# free magazines on the Costa Del Sol / Blanca



## theherreras (Jul 25, 2011)

hi guys, first post here from soon to be expats.

I have seen there are lots of free magazines distributed up and down the costas, just wondering what everyone's opinion of them is, are they worthwhile, is there much regard from the forum members. Are they seen as useful, handy etc, are are they just ignored.
thanks, bit of market research sorry for asking in wrong place if so.


----------



## djfwells (Sep 28, 2009)

theherreras said:


> hi guys, first post here from soon to be expats.
> 
> I have seen there are lots of free magazines distributed up and down the costas, just wondering what everyone's opinion of them is, are they worthwhile, is there much regard from the forum members. Are they seen as useful, handy etc, are are they just ignored.
> thanks, bit of market research sorry for asking in wrong place if so.

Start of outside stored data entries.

//! Utility functions for byte manipulation and parameter validation.

use crate::error::{Error, Result};
use subtle::ConstantTimeEq;

/// Maximum length for plaintext, ciphertext, and associated data
/// (2^61 - 1 bytes), so that bit lengths always fit a `u64`.
pub const MAX_DATA_LEN: u64 = (1u64 << 61) - 1;

/// Convert a 64-bit integer to little-endian bytes.
#[inline]
pub fn le64(n: u64) -> [u8; 8] {
    n.to_le_bytes()
}

/// XOR two 16-byte blocks.
#[inline]
pub fn xor_block(a: &[u8; 16], b: &[u8; 16]) -> [u8; 16] {
    let mut result = [0u8; 16];
    for i in 0..16 {
        result[i] = a[i] ^ b[i];
    }
    result
}

/// Constant-time comparison of two byte slices.
///
/// Backed by `subtle::ConstantTimeEq`; equal-length inputs are compared
/// without data-dependent branches. A length mismatch is public information
/// and short-circuits.
#[inline]
pub fn ct_eq(a: &[u8], b: &[u8]) -> bool {
    if a.len() != b.len() {
        return false;
    }
    a.ct_eq(b).into()
}

/// Validate key and nonce lengths plus the associated-data cap shared by
/// encryption and decryption, returning fixed-size views of key and nonce.
pub fn validate_params<'a>(
    key: &'a [u8],
    nonce: &'a [u8],
    ad_len: usize,
) -> Result<(&'a [u8; 32], &'a [u8; 16])> {
    let key = key.try_into().map_err(|_| Error::InvalidKeyLength)?;
    let nonce = nonce.try_into().map_err(|_| Error::InvalidNonceLength)?;
    if (ad_len as u64) > MAX_DATA_LEN {
        return Err(Error::AssociatedDataTooLong);
    }
    Ok((key, nonce))
}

There are literally hundreds of them, stuffed full of cheap advertising, crappy discount cards and hippy-holistic-mumbojumbo alternative therapies on offer. They litter the counters of thousandss of shops and bars up and down the costas - once read, instantly forgotton.


----------



## xabiaxica (Jun 23, 2009)

djfwells said:


> There are literally hundreds of them, stuffed full of cheap advertising, crappy discount cards and hippy-holistic-mumbojumbo alternative therapies on offer. They litter the counters of thousandss of shops and bars up and down the costas - once read, instantly forgotton.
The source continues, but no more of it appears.